- A thick curtain of smoke hangs over Oregon, causing health and delivery problems for drivers.
- The air quality is literally off the charts in some areas.
Tom O’Brien, a hotshot CDL driver for southern Oregon freight and farming business EB Farms, has spent the past few days avoiding fire after fire.
Over the past several weeks, dozens of conflagrations have prompted highway closures around the state. As of Tuesday afternoon, one blaze had been 100% contained, but others have continued to grow.
O’Brien, who delivers lumber, tractors and other equipment along the Interstate 5 corridor, said the closures have cost him hours in delays, as fires in California and Washington as well as Oregon force him to take alternate routes.
But one of the biggest challenges he faces is the thick layer of smoke that hangs over most of the state, where many businesses have shut down to protect the health and safety of their workers.
Shippers close their doors
On Monday, O’Brien delivered a load in Eugene, Oregon, where smoke from the Holiday Farm fire continues to choke the metropolitan area.
The business was closed, “but I did get lucky and called a few contractors who were nice enough to come unload me,” said O’Brien, who spoke to FreightWaves from Portland, where the air quality conditions now rank the worst among the world’s major metropolitan areas.
“It’s horrible,” he said, calling attention to his gravelly voice and sore throat.
Off the charts
The spate of Oregon wildfires has created an unprecedented air quality crisis around the state.
The Air Quality Index, the EPA’s index for reporting air quality, goes from zero to 500. Anything over 300 is considered “actively hazardous.”
As of Tuesday, air quality in Central Oregon was rated 318. Portland’s was rated 422. Mill City, one of the towns decimated by the Beachie Creek Fire near Salem, had an index of 624.
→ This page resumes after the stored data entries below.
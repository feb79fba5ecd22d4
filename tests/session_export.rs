use std::fs;

use bezier_sketch::{
    matrix_string, sample_matrix, sample_parametric, ControlPoint, ControlPointSequence,
    EvaluationMethod, OutputFormat, Session,
};

const STRING_COORDINATE: &str = r#"{
    "points": [
        { "x": -150, "y": -50 },
        { "x": "-60", "y": 160 }
    ]
}"#;

fn cubic_session(dir: &std::path::Path, method: EvaluationMethod) -> Session {
    let mut session = Session::default();
    session.points = ControlPointSequence::from_points([
        ControlPoint::new(-150.0, -50.0),
        ControlPoint::new(-60.0, 160.0),
        ControlPoint::new(60.0, -160.0),
        ControlPoint::new(150.0, 50.0),
    ])
    .unwrap();
    session.method = method;
    session.step = 0.25;
    session.range = 1.0;
    session.config.output_dir = dir.to_path_buf();
    session
}

#[test]
fn export_writes_all_outputs() {
    let dir = tempfile::tempdir().unwrap();
    let mut session = cubic_session(dir.path(), EvaluationMethod::Parametric);
    session.config.format = OutputFormat::Svg;
    session.export().unwrap();

    let image = fs::read_to_string(dir.path().join("bezier_curve.svg")).unwrap();
    assert!(image.contains("<svg"));
    let table = fs::read_to_string(dir.path().join("bezier_table.txt")).unwrap();
    let lines: Vec<&str> = table.lines().collect();
    assert_eq!(lines.len(), 5);
    // (-150, -50) on a 630x630 canvas
    assert_eq!(lines[0], "t = 0, (165.00, 365.00)");
    assert_eq!(lines[4], "t = 1, (465.00, 265.00)");
    let matrix = fs::read_to_string(dir.path().join("bezier_matrix.txt")).unwrap();
    assert_eq!(matrix, "-1\t3\t-3\t1\n3\t-6\t3\t0\n-3\t3\t0\t0\n1\t0\t0\t0");
    assert_eq!(matrix, matrix_string());
}

#[test]
fn export_creates_the_output_directory_and_png() {
    let dir = tempfile::tempdir().unwrap();
    let out = dir.path().join("nested").join("out");
    let session = cubic_session(&out, EvaluationMethod::Matrix);
    session.export().unwrap();
    assert!(out.join("bezier_curve.png").exists());
    assert!(out.join("bezier_matrix.txt").exists());
}

#[test]
fn invalid_table_parameters_skip_only_the_table() {
    let dir = tempfile::tempdir().unwrap();
    let mut session = cubic_session(dir.path(), EvaluationMethod::Parametric);
    session.step = 0.0;
    session.config.format = OutputFormat::Svg;
    session.export().unwrap();
    assert!(!dir.path().join("bezier_table.txt").exists());
    assert!(dir.path().join("bezier_curve.svg").exists());
}

#[test]
fn load_from_file() {
    let dir = tempfile::tempdir().unwrap();
    let path = dir.path().join("session.json");
    fs::write(
        &path,
        r#"{ "points": [ { "x": 0, "y": 0 }, { "x": 100, "y": 0 } ], "method": "parametric" }"#,
    )
    .unwrap();
    let session = Session::load(&path).unwrap();
    let (xs, ys) = session.points.axes();
    let line = sample_parametric(&xs, &ys);
    assert_eq!(line.len(), 1000);
    assert!((line[999].0 - 100.0).abs() < 1e-9);
    assert!(line.iter().all(|(_, y)| *y == 0.0));
    assert_eq!(sample_matrix(&xs, &ys).len(), 1001);

    // coordinates must be numbers
    fs::write(&path, STRING_COORDINATE).unwrap();
    assert!(Session::load(&path).is_err());
    assert!(Session::load(&dir.path().join("missing.json")).is_err());
}
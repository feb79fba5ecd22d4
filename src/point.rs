use core::ops::{Add, Mul, Sub};

use serde::{Deserialize, Serialize};

use crate::error::{Error, Result};
use crate::NativeFloat;

/// Largest absolute value a user supplied coordinate may take.
pub const COORD_LIMIT: NativeFloat = 200.0;

/// A control point as entered in the editor.
/// Its identity is its position in a `ControlPointSequence`.
#[derive(Debug, Default, Copy, Clone, PartialEq, Serialize, Deserialize)]
pub struct ControlPoint {
    pub x: NativeFloat,
    pub y: NativeFloat,
}

impl ControlPoint {
    pub fn new(x: NativeFloat, y: NativeFloat) -> Self {
        ControlPoint { x, y }
    }

    /// Creates a point only if both coordinates are numbers within
    /// [-COORD_LIMIT, COORD_LIMIT].
    pub fn checked(x: NativeFloat, y: NativeFloat) -> Result<Self> {
        Ok(ControlPoint {
            x: check_coordinate(x)?,
            y: check_coordinate(y)?,
        })
    }

    /// Re-validates a point that was constructed without checks (e.g. deserialized).
    pub fn validate(self) -> Result<Self> {
        Self::checked(self.x, self.y)
    }
}

fn check_coordinate(value: NativeFloat) -> Result<NativeFloat> {
    if value.is_nan() {
        return Err(Error::NotANumber(value.to_string()));
    }
    if !(-COORD_LIMIT..=COORD_LIMIT).contains(&value) {
        return Err(Error::InvalidCoordinate { value });
    }
    Ok(value)
}

/// Parse a coordinate typed by a user. A decimal comma is accepted in place
/// of the decimal point and surrounding whitespace is ignored.
pub fn parse_coordinate(input: &str) -> Result<NativeFloat> {
    let normalized = input.trim().replace(',', ".");
    let value: NativeFloat = normalized
        .parse()
        .map_err(|_| Error::NotANumber(input.to_string()))?;
    check_coordinate(value)
}

impl Add for ControlPoint {
    type Output = Self;

    fn add(self, other: ControlPoint) -> ControlPoint {
        ControlPoint {
            x: self.x + other.x,
            y: self.y + other.y,
        }
    }
}

impl Sub for ControlPoint {
    type Output = Self;

    fn sub(self, other: Self) -> Self::Output {
        ControlPoint {
            x: self.x - other.x,
            y: self.y - other.y,
        }
    }
}

impl Mul<NativeFloat> for ControlPoint {
    type Output = ControlPoint;

    fn mul(self, rhs: NativeFloat) -> ControlPoint {
        ControlPoint {
            x: self.x * rhs,
            y: self.y * rhs,
        }
    }
}

impl From<(NativeFloat, NativeFloat)> for ControlPoint {
    fn from((x, y): (NativeFloat, NativeFloat)) -> Self {
        ControlPoint { x, y }
    }
}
At these levels, even healthy people can experience health impacts, including irritation of the eyes, nose and throat, coughing, chest tightness and shortness of breath. Those with heart and lung disease or other health issues could face life-threatening conditions.
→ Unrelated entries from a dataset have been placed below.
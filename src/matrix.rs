//! Cubic basis-matrix formulation of Bezier curves.
//!
//! The basis matrix M maps the control points of a cubic onto the coefficients
//! of its power basis, so that B(t) = [t³ t² t 1] · M · [p0 p1 p2 p3]ᵀ.
use num_traits::Float;

use crate::binomial::{binomial, scalar};

/// The cubic Bezier basis matrix, row major.
pub const BASIS_MATRIX: [[i8; 4]; 4] = [
    [-1, 3, -3, 1],
    [3, -6, 3, 0],
    [-3, 3, 0, 0],
    [1, 0, 0, 0],
];

/// Evaluate the point at `t` with the basis matrix weighted by the Bernstein basis.
///
/// For every control point index i in 0..=n (n = xs.len() - 1) this accumulates
/// basis_i * xs[i] * M[i][0] into x and basis_i * ys[i] * M[i][1] into y, where
/// basis_i = C(n, i) * (1-t)^(n-i) * t^i. The matrix row is selected by the
/// control point index, so only the first four control points carry a row;
/// any index past the last row contributes nothing. The degree is taken from `xs`,
/// a missing `ys` entry contributes nothing either.
///
/// This is not the textbook cubic evaluation, see `eval_power_basis()` for that.
pub fn eval_matrix<F>(t: F, xs: &[F], ys: &[F]) -> (F, F)
where
    F: Float,
{
    if xs.is_empty() {
        return (F::zero(), F::zero());
    }
    let n = xs.len() - 1;
    let n_u32 = u32::try_from(n).unwrap_or(u32::MAX);
    let one_t = F::one() - t;

    let mut result_x = F::zero();
    let mut result_y = F::zero();
    for (i, (x, row)) in xs.iter().zip(BASIS_MATRIX.iter()).enumerate() {
        let basis =
            binomial::<F>(n_u32, i as i64) * one_t.powi((n - i) as i32) * t.powi(i as i32);
        result_x = result_x + basis * *x * scalar(row[0]);
        if let Some(y) = ys.get(i) {
            result_y = result_y + basis * *y * scalar(row[1]);
        }
    }
    (result_x, result_y)
}

/// Evaluate one axis of a cubic at `t` in the power basis: [t³ t² t 1] · M · p.
pub fn eval_power_basis<F>(t: F, p: &[F; 4]) -> F
where
    F: Float,
{
    let mut coefficients = [F::zero(); 4];
    for (coefficient, row) in coefficients.iter_mut().zip(BASIS_MATRIX.iter()) {
        *coefficient = row
            .iter()
            .zip(p.iter())
            .fold(F::zero(), |acc, (m, p)| acc + scalar::<F, _>(*m) * *p);
    }
    // horner scheme over the power basis coefficients, highest power first
    coefficients
        .iter()
        .fold(F::zero(), |acc, coefficient| acc * t + *coefficient)
}

/// The basis matrix as plain text, one row per line with tab separated entries.
pub fn matrix_string() -> String {
    BASIS_MATRIX
        .iter()
        .map(|row| {
            row.iter()
                .map(|v| v.to_string())
                .collect::<Vec<_>>()
                .join("\t")
        })
        .collect::<Vec<_>>()
        .join("\n")
}
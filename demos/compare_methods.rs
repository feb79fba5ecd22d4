use bezier_sketch::{
    eval_axis, eval_power_basis, sample_matrix, sample_parametric, sample_table, table,
};

fn main() {
    // control points of a cubic, the matrix formulation is defined for four points
    let xs = [0f64, 40.0, 80.0, 120.0];
    let ys = [0f64, 60.0, -60.0, 0.0];

    let parametric = sample_parametric(&xs, &ys);
    let matrix = sample_matrix(&xs, &ys);
    println!("parametric: {} samples, last {:?}", parametric.len(), parametric.last());
    println!("matrix:     {} samples, last {:?}", matrix.len(), matrix.last());

    let t = 0.35;
    println!(
        "x({}) bernstein = {:.6}, power basis = {:.6}",
        t,
        eval_axis(t, &xs),
        eval_power_basis(t, &xs)
    );

    println!("{}", table::format_table(&sample_table(&xs, &ys, 0.2, 1.0)));
}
Given the dangers, health experts are advising people to stay indoors unless absolutely necessary.
Many truck drivers don’t have that luxury.
Working outdoors a risk
Luke Williams is president of Central Oregon Trucking Co. (COTC), a Daseke company based in Redmond, Oregon.
The carrier’s flatbed drivers have no choice but to work outside, he said, tarping and strapping their loads, putting them at risk from the polluted air.
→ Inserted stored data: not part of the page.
//! A drawing session: the edited control points together with the drawing
//! and table settings, loadable from a JSON document such as
//!
//! ```json
//! {
//!     "points": [ { "x": -100, "y": 0 }, { "x": 0, "y": 150 }, { "x": 100, "y": 0 } ],
//!     "method": "matrix",
//!     "step": 0.1,
//!     "range": 1,
//!     "config": { "format": "svg", "output_dir": "out" }
//! }
//! ```
use std::fs;
use std::path::Path;

use serde::{Deserialize, Serialize};
use tracing::{info, warn};

use crate::config::Config;
use crate::control_points::ControlPointSequence;
use crate::error::Result;
use crate::render::{render_to_file, Scene};
use crate::sampler::{sample, sample_table, EvaluationMethod, TableRow};
use crate::table::{save_matrix, write_table};
use crate::NativeFloat;

fn default_step() -> NativeFloat {
    0.1
}

fn default_range() -> NativeFloat {
    1.0
}

#[derive(Debug, Clone, PartialEq, Serialize, Deserialize)]
pub struct Session {
    #[serde(default)]
    pub points: ControlPointSequence,
    #[serde(default)]
    pub method: EvaluationMethod,
    /// Parameter step of the coordinate table
    #[serde(default = "default_step")]
    pub step: NativeFloat,
    /// Largest parameter of the coordinate table
    #[serde(default = "default_range")]
    pub range: NativeFloat,
    #[serde(default)]
    pub config: Config,
}

impl Default for Session {
    fn default() -> Self {
        Session {
            points: ControlPointSequence::default(),
            method: EvaluationMethod::default(),
            step: default_step(),
            range: default_range(),
            config: Config::default(),
        }
    }
}

impl Session {
    /// Parse a session and validate its control points.
    pub fn from_json(json: &str) -> Result<Self> {
        let mut session: Session = serde_json::from_str(json)?;
        session.points = ControlPointSequence::from_points(session.points.iter().copied())?;
        Ok(session)
    }

    pub fn load(path: &Path) -> Result<Self> {
        let session = Self::from_json(&fs::read_to_string(path)?)?;
        info!(
            path = %path.display(),
            points = session.points.len(),
            method = %session.method,
            "loaded session"
        );
        Ok(session)
    }

    pub fn scene(&self) -> Scene<'_> {
        Scene::new(self.config.canvas, &self.points, self.method)
    }

    /// The curve polyline in screen coordinates, empty for fewer than two points.
    pub fn polyline(&self) -> Vec<(NativeFloat, NativeFloat)> {
        let (xs, ys) = self.config.canvas.screen_axes(&self.points);
        sample(self.method, &xs, &ys)
    }

    /// The coordinate table in screen coordinates. The table always uses the
    /// Bernstein sum, whichever method is selected for drawing.
    pub fn table(&self) -> Vec<TableRow<NativeFloat>> {
        let (xs, ys) = self.config.canvas.screen_axes(&self.points);
        sample_table(&xs, &ys, self.step, self.range)
    }

    /// Draw the curve and write the table and matrix exports into the output directory.
    pub fn export(&self) -> Result<()> {
        fs::create_dir_all(&self.config.output_dir)?;
        render_to_file(&self.config.image_path(), self.config.format, &self.scene())?;

        let rows = self.table();
        if rows.is_empty() {
            warn!(step = self.step, range = self.range, "no coordinate table for these parameters");
        } else {
            write_table(&self.config.table_path(), &rows)?;
        }
        save_matrix(&self.config.matrix_path())
    }
}
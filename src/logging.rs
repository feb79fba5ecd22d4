use tracing_subscriber::EnvFilter;

/// Default filter when `RUST_LOG` is not set.
pub const DEFAULT_FILTER: &str = "info,bezier_sketch=info";

/// Install the global tracing subscriber, filtered by `RUST_LOG`.
/// Calling it again after a subscriber is installed does nothing.
pub fn init() {
    let filter = EnvFilter::try_from_default_env().unwrap_or_else(|_| EnvFilter::new(DEFAULT_FILTER));
    let _ = tracing_subscriber::fmt().with_env_filter(filter).try_init();
}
“It’s a little different than someone just picking up [a load],” Williams told FreightWaves. “Our drivers are actually out there working.”
To protect drivers, COTC is trying to get no tarp loads, said Williams. So its trucks don’t get stranded, the company also is trying to avoid high smoke areas “with our inbound capacity.”
Echoing those sentiments, Melanie Santinelli, a dispatcher for Bridgetown Trucking in Portland, said the company is calling the customers before sending drivers places that have the dirtiest air.
“We’re verifying that they are actually open with their hours, so our drivers don’t get stuck.”
In addition to dispatching drivers, Santinelli has spent the past five days driving directly into areas ravaged by fire, evacuating livestock left behind by owners who had to flee. “We have a horse trailer, dog kennel, cat carriers, and take every kind of animal.”
Worse than COVID-19
The fires and smoke are worse than COVID-19 and will have a longer-lasting impact on his business and community, Williams believes.
To date, the wildfires have burned 1 million acres and claimed at least eight victims. Entire towns have been decimated, and thousands of Oregonians have been forced to evacuate. Major roads connecting central Oregon to other parts of the state will be closed indefinitely, and mills and other businesses serviced by COTC have been damaged or destroyed.
Trucking has been deemed an essential industry, so COTC was able to keep loads going even at the height of the pandemic, Williams said.
“This is closer to home,” he said.
It can happen here
Jaime O’Brien is the operations manager for FreightLogistics Inc., a brokerage in Medford, a town in southern Oregon that was under an evacuation order last week as wildfires razed subdivisions.
In addition to road closures, the air quality means receivers are not unloading. “So drivers are stuck on that end too,” she said.
O’Brien has lived in the area for close to 25 years, and for several years, fires have become a way of life.
But before that, fires never occurred in southern Oregon, she said.
“We always had blue skies. We never had a fire season at the end of the summer. We had fires in the forest, not the city. It has an economic impact on every business.
“It’s quite amazing to have been here this long, to know this is a new development and that it never used to happen.”